Les négociations entre le Parlement européen et le Conseil de l’UE sur la révision de la directive ‘AMLD6’ encadrant la lutte contre le blanchiment de capitaux (EUROPE 13151/15) se concentrent sur les registres de propriété effective, d’après un document daté de mardi 17 octobre que s’est procuré EUROPE.
De nombreux points de cette révision ont déjà fait l’objet d’un accord, notamment les chapitres relatifs à la surveillance anti-blanchiment, la coopération et la protection des données.
Certaines dispositions générales ont également fait l’objet d’un accord. Concernant l’évaluation des risques de blanchiment de capitaux et de financement du terrorisme, par exemple, les négociateurs se sont accordées sur le fait que celle-ci devait aussi se faire sur les personnes morales et les constructions juridiques étrangères, comme suggéré par le PE.
De même, ils ont décidé que la future Autorité européenne de lutte contre le blanchiment 'AMLA’, qui fait aussi l’objet de négociations interinstitutionnelles (EUROPE 13282/7), peut émettre des avis ou des mises à jour de ses avis précédents plus fréquemment, lorsqu'elle le juge approprié. Les avis émis par l'AMLA sont rendus publics, à l'exception des parties contenant des informations classifiées.

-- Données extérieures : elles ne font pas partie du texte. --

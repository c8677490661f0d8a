//! Trades → 1-second candles.

use super::floor_to;
use crate::domain::{Candle, CandleError, Side, TradeRecord};
use std::collections::btree_map::Entry;
use std::collections::BTreeMap;

/// Aggregate trades into 1-second OHLCV candles.
///
/// Trades are bucketed by flooring their timestamp to the second. Within a
/// bucket, open and close follow the order of `trades` (ties on timestamp are
/// resolved by position, so callers pass trades in source order). Empty
/// buckets produce no candle. Output is ascending by bucket start.
///
/// Every trade is validated before any aggregation happens.
pub fn aggregate(trades: &[TradeRecord]) -> Result<Vec<Candle>, CandleError> {
    if let Some((index, bad)) = trades.iter().enumerate().find(|(_, t)| !t.is_valid()) {
        return Err(CandleError::InvalidInput(format!(
            "trade #{index} at {}: price={} size={}",
            bad.timestamp, bad.price, bad.size
        )));
    }

    let mut buckets: BTreeMap<i64, Candle> = BTreeMap::new();
    for trade in trades {
        let single = single_trade_candle(trade);
        match buckets.entry(trade.second_bucket()) {
            Entry::Vacant(slot) => {
                slot.insert(single);
            }
            Entry::Occupied(mut slot) => slot.get_mut().absorb(&single),
        }
    }

    Ok(buckets.into_values().collect())
}

fn single_trade_candle(trade: &TradeRecord) -> Candle {
    let (buy_volume, sell_volume) = match trade.side {
        Side::Buy => (trade.size, 0.0),
        Side::Sell => (0.0, trade.size),
    };
    Candle {
        bucket_start: floor_to(trade.timestamp, 1),
        open: trade.price,
        high: trade.price,
        low: trade.price,
        close: trade.price,
        volume: trade.size,
        buy_volume,
        sell_volume,
    }
}
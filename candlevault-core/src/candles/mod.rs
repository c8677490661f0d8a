//! Pure candle transforms: trades → 1-second candles, candles → N-second candles.
//!
//! Nothing in here performs I/O. Both transforms share the same merge rule:
//! first open, max high, min low, last close, summed volumes.

pub mod aggregate;
pub mod resample;

pub use aggregate::aggregate;
pub use resample::resample;

use crate::domain::Candle;
use chrono::{DateTime, Duration, Utc};

/// Floor an instant to the preceding multiple of `width_secs` since the epoch.
pub(crate) fn floor_to(ts: DateTime<Utc>, width_secs: i64) -> DateTime<Utc> {
    let offset = ts.timestamp().rem_euclid(width_secs);
    ts - Duration::seconds(offset) - Duration::nanoseconds(i64::from(ts.timestamp_subsec_nanos()))
}

impl Candle {
    /// Fold a later candle of the same bucket into this one.
    pub(crate) fn absorb(&mut self, next: &Candle) {
        self.high = self.high.max(next.high);
        self.low = self.low.min(next.low);
        self.close = next.close;
        self.volume += next.volume;
        self.buy_volume += next.buy_volume;
        self.sell_volume += next.sell_volume;
    }
}

#[cfg(test)]
mod tests {
    use super::*;
    use chrono::TimeZone;

    #[test]
    fn floor_to_minute_boundary() {
        let ts = Utc.with_ymd_and_hms(2024, 1, 2, 10, 7, 42).unwrap()
            + Duration::milliseconds(250);
        assert_eq!(
            floor_to(ts, 60),
            Utc.with_ymd_and_hms(2024, 1, 2, 10, 7, 0).unwrap()
        );
        assert_eq!(
            floor_to(ts, 1),
            Utc.with_ymd_and_hms(2024, 1, 2, 10, 7, 42).unwrap()
        );
    }

    #[test]
    fn floor_before_epoch_goes_down() {
        let ts = Utc.timestamp_opt(-1, 500_000_000).unwrap();
        assert_eq!(floor_to(ts, 60).timestamp(), -60);
    }
}
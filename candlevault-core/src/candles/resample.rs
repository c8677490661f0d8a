//! Candles → coarser N-second candles.

use super::floor_to;
use crate::domain::{Candle, CandleError};
use chrono::{DateTime, Utc};

/// Re-bucket candles into left-aligned windows of `interval_secs`.
///
/// Windows are aligned to the Unix epoch, so a 60s series always starts on
/// whole minutes. Input must be strictly ascending by `bucket_start`; a
/// duplicate or a step backwards is reported as `DataCorruption` rather than
/// silently sorted. Windows without input candles are omitted.
///
/// Input coarser than `interval_secs` is accepted: each candle lands in the
/// window containing its bucket start.
pub fn resample(candles: &[Candle], interval_secs: u32) -> Result<Vec<Candle>, CandleError> {
    if interval_secs == 0 {
        return Err(CandleError::InvalidInput(
            "resample interval must be at least 1 second".into(),
        ));
    }
    let width = i64::from(interval_secs);

    let mut out: Vec<Candle> = Vec::new();
    let mut previous: Option<DateTime<Utc>> = None;

    for (index, candle) in candles.iter().enumerate() {
        let start = candle.bucket_start;
        if let Some(prev) = previous {
            if start == prev {
                return Err(CandleError::DataCorruption(format!(
                    "duplicate bucket {} at position {index}",
                    candle.bucket_start
                )));
            }
            if start < prev {
                return Err(CandleError::DataCorruption(format!(
                    "bucket {} at position {index} precedes the previous bucket",
                    candle.bucket_start
                )));
            }
        }
        previous = Some(start);

        let window = floor_to(candle.bucket_start, width);
        match out.last_mut() {
            Some(current) if current.bucket_start == window => current.absorb(candle),
            _ => out.push(Candle {
                bucket_start: window,
                ..candle.clone()
            }),
        }
    }

    Ok(out)
}

#[cfg(test)]
mod tests {
    use super::*;
    use chrono::{Duration, TimeZone};

    fn base() -> DateTime<Utc> {
        Utc.with_ymd_and_hms(2024, 5, 1, 0, 0, 0).unwrap()
    }

    fn candle(offset_secs: i64, open: f64, high: f64, low: f64, close: f64, buy: f64, sell: f64) -> Candle {
        Candle {
            bucket_start: base() + Duration::seconds(offset_secs),
            open,
            high,
            low,
            close,
            volume: buy + sell,
            buy_volume: buy,
            sell_volume: sell,
        }
    }

    #[test]
    fn merges_first_max_min_last_sum() {
        let input = vec![
            candle(0, 10.0, 12.0, 9.0, 11.0, 1.0, 0.0),
            candle(1, 11.0, 15.0, 10.0, 14.0, 0.0, 2.0),
            candle(2, 14.0, 14.5, 8.0, 9.0, 3.0, 1.0),
        ];
        let out = resample(&input, 60).unwrap();
        assert_eq!(out.len(), 1);
        let c = &out[0];
        assert_eq!(c.bucket_start, base());
        assert_eq!((c.open, c.high, c.low, c.close), (10.0, 15.0, 8.0, 9.0));
        assert_eq!((c.volume, c.buy_volume, c.sell_volume), (7.0, 4.0, 3.0));
    }

    #[test]
    fn windows_are_left_aligned_to_epoch() {
        let input = vec![
            candle(59, 1.0, 1.0, 1.0, 1.0, 1.0, 0.0),
            candle(60, 2.0, 2.0, 2.0, 2.0, 1.0, 0.0),
            candle(119, 3.0, 3.0, 3.0, 3.0, 1.0, 0.0),
        ];
        let out = resample(&input, 60).unwrap();
        assert_eq!(out.len(), 2);
        assert_eq!(out[0].bucket_start, base());
        assert_eq!(out[1].bucket_start, base() + Duration::seconds(60));
        assert_eq!((out[1].open, out[1].close), (2.0, 3.0));
    }

    #[test]
    fn empty_windows_are_omitted() {
        let input = vec![
            candle(0, 1.0, 1.0, 1.0, 1.0, 1.0, 0.0),
            candle(600, 2.0, 2.0, 2.0, 2.0, 1.0, 0.0),
        ];
        let out = resample(&input, 60).unwrap();
        assert_eq!(out.len(), 2);
        assert_eq!(out[1].bucket_start, base() + Duration::seconds(600));
    }

    #[test]
    fn interval_one_is_identity_for_second_candles() {
        let input = vec![
            candle(0, 1.0, 2.0, 0.5, 1.5, 1.0, 1.0),
            candle(1, 1.5, 1.6, 1.4, 1.4, 0.0, 1.0),
        ];
        assert_eq!(resample(&input, 1).unwrap(), input);
    }

    #[test]
    fn accepts_coarser_input() {
        let input = vec![
            candle(0, 1.0, 1.0, 1.0, 1.0, 1.0, 0.0),
            candle(300, 2.0, 2.0, 2.0, 2.0, 1.0, 0.0),
        ];
        let out = resample(&input, 30).unwrap();
        assert_eq!(out, input);
    }

    #[test]
    fn zero_interval_is_invalid_input() {
        assert!(matches!(resample(&[], 0), Err(CandleError::InvalidInput(_))));
    }

    #[test]
    fn duplicate_bucket_is_corruption() {
        let input = vec![
            candle(5, 1.0, 1.0, 1.0, 1.0, 1.0, 0.0),
            candle(5, 2.0, 2.0, 2.0, 2.0, 1.0, 0.0),
        ];
        assert!(matches!(
            resample(&input, 60),
            Err(CandleError::DataCorruption(msg)) if msg.contains("duplicate")
        ));
    }

    #[test]
    fn sub_second_buckets_are_distinct() {
        let half = Candle {
            bucket_start: base() + Duration::milliseconds(500),
            ..candle(0, 2.0, 3.0, 2.0, 3.0, 0.0, 1.0)
        };
        let input = vec![candle(0, 1.0, 1.0, 1.0, 1.0, 1.0, 0.0), half];

        let out = resample(&input, 1).unwrap();
        assert_eq!(out.len(), 1);
        assert_eq!(out[0].bucket_start, base());
        assert_eq!((out[0].open, out[0].high, out[0].close), (1.0, 3.0, 3.0));
        assert_eq!(out[0].volume, 2.0);

        let backwards = vec![input[1].clone(), input[0].clone()];
        assert!(matches!(
            resample(&backwards, 1),
            Err(CandleError::DataCorruption(_))
        ));
    }

    #[test]
    fn backwards_step_is_corruption() {
        let input = vec![
            candle(5, 1.0, 1.0, 1.0, 1.0, 1.0, 0.0),
            candle(4, 2.0, 2.0, 2.0, 2.0, 1.0, 0.0),
        ];
        assert!(matches!(
            resample(&input, 60),
            Err(CandleError::DataCorruption(_))
        ));
    }

    #[test]
    fn empty_input_is_empty_output() {
        assert!(resample(&[], 60).unwrap().is_empty());
    }
}
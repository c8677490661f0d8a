//! In-memory source adapter with scripted per-day outcomes.
//!
//! Used for offline runs and tests. Locators look like
//! `fixture://{exchange}/{symbol}/{YYYYMMDD}`; any day without a scripted
//! outcome answers `NotFound`. The adapter counts fetches and tracks the peak
//! number of fetches running at the same time.

use super::source::{FetchError, SourceAdapter};
use crate::domain::date_range::DAY_FORMAT;
use crate::domain::TradeRecord;
use chrono::NaiveDate;
use std::collections::HashMap;
use std::sync::atomic::{AtomicUsize, Ordering};
use std::time::Duration;

/// Scripted in-memory source.
#[derive(Debug)]
pub struct FixtureSource {
    exchange: String,
    days: HashMap<String, Result<Vec<TradeRecord>, FetchError>>,
    latency: Duration,
    fetches: AtomicUsize,
    active: AtomicUsize,
    peak_active: AtomicUsize,
}

impl FixtureSource {
    pub fn new(exchange: impl Into<String>) -> Self {
        Self {
            exchange: exchange.into(),
            days: HashMap::new(),
            latency: Duration::ZERO,
            fetches: AtomicUsize::new(0),
            active: AtomicUsize::new(0),
            peak_active: AtomicUsize::new(0),
        }
    }

    /// Simulated network latency per fetch.
    pub fn with_latency(mut self, latency: Duration) -> Self {
        self.latency = latency;
        self
    }

    /// Serve `trades` for one symbol-day.
    pub fn with_trades(mut self, symbol: &str, date: NaiveDate, trades: Vec<TradeRecord>) -> Self {
        let locator = self.daily_url(symbol, date);
        self.days.insert(locator, Ok(trades));
        self
    }

    /// Fail one symbol-day with the given error.
    pub fn with_error(mut self, symbol: &str, date: NaiveDate, error: FetchError) -> Self {
        let locator = self.daily_url(symbol, date);
        self.days.insert(locator, Err(error));
        self
    }

    /// Total number of `fetch` calls so far.
    pub fn fetch_count(&self) -> usize {
        self.fetches.load(Ordering::SeqCst)
    }

    /// Highest number of simultaneously running fetches observed.
    pub fn peak_concurrency(&self) -> usize {
        self.peak_active.load(Ordering::SeqCst)
    }
}

impl SourceAdapter for FixtureSource {
    fn exchange(&self) -> &str {
        &self.exchange
    }

    fn daily_url(&self, symbol: &str, date: NaiveDate) -> String {
        format!(
            "fixture://{}/{symbol}/{}",
            self.exchange,
            date.format(DAY_FORMAT)
        )
    }

    fn fetch(&self, locator: &str) -> Result<Vec<TradeRecord>, FetchError> {
        self.fetches.fetch_add(1, Ordering::SeqCst);
        let now_active = self.active.fetch_add(1, Ordering::SeqCst) + 1;
        self.peak_active.fetch_max(now_active, Ordering::SeqCst);

        if !self.latency.is_zero() {
            std::thread::sleep(self.latency);
        }

        let outcome = match self.days.get(locator) {
            Some(scripted) => scripted.clone(),
            None => Err(FetchError::NotFound {
                locator: locator.to_string(),
            }),
        };

        self.active.fetch_sub(1, Ordering::SeqCst);
        outcome
    }
}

C’est donc le chapitre II sur les registres de propriété effective qui a été longuement discuté lors des dernières réunions, notamment celle de mardi 24 octobre, d’après une source contactée le lendemain. Ces registres permettent aux cellules de renseignements financiers (CRF) de savoir qui sont les bénéficiaires effectifs des comptes bancaires, d’entités juridiques et de constructions juridiques, mais aussi de biens immobiliers. L’idée est que ces informations puissent circuler entre les CRF des États membres.
Sur demande du PE, lorsqu'il existe des raisons de douter de l'exactitude des informations sur les bénéficiaires effectifs détenues par les registres centraux, les entités chargées des registres centraux seraient habilitées à demander aux personnes morales et physiques concernées toute information sensible au risque et les documents nécessaires pour identifier et vérifier leurs bénéficiaires effectifs.
S'agissant des règles particulières pour l’accès du public aux registres des bénéficiaires effectifs, il a été décidé que la plateforme centrale européenne serve de service central de recherche, mettant à disposition toutes les informations relatives à la propriété effective. Les autorités compétentes, l'AMLA, les organismes d'autorégulation et les entités soumises à obligations peuvent effectuer des recherches dans les informations relatives aux bénéficiaires effectifs. Les critères de recherche ont également été définis de façon harmonisée.
Une prochaine réunion de négociation est prévue à la mi-novembre.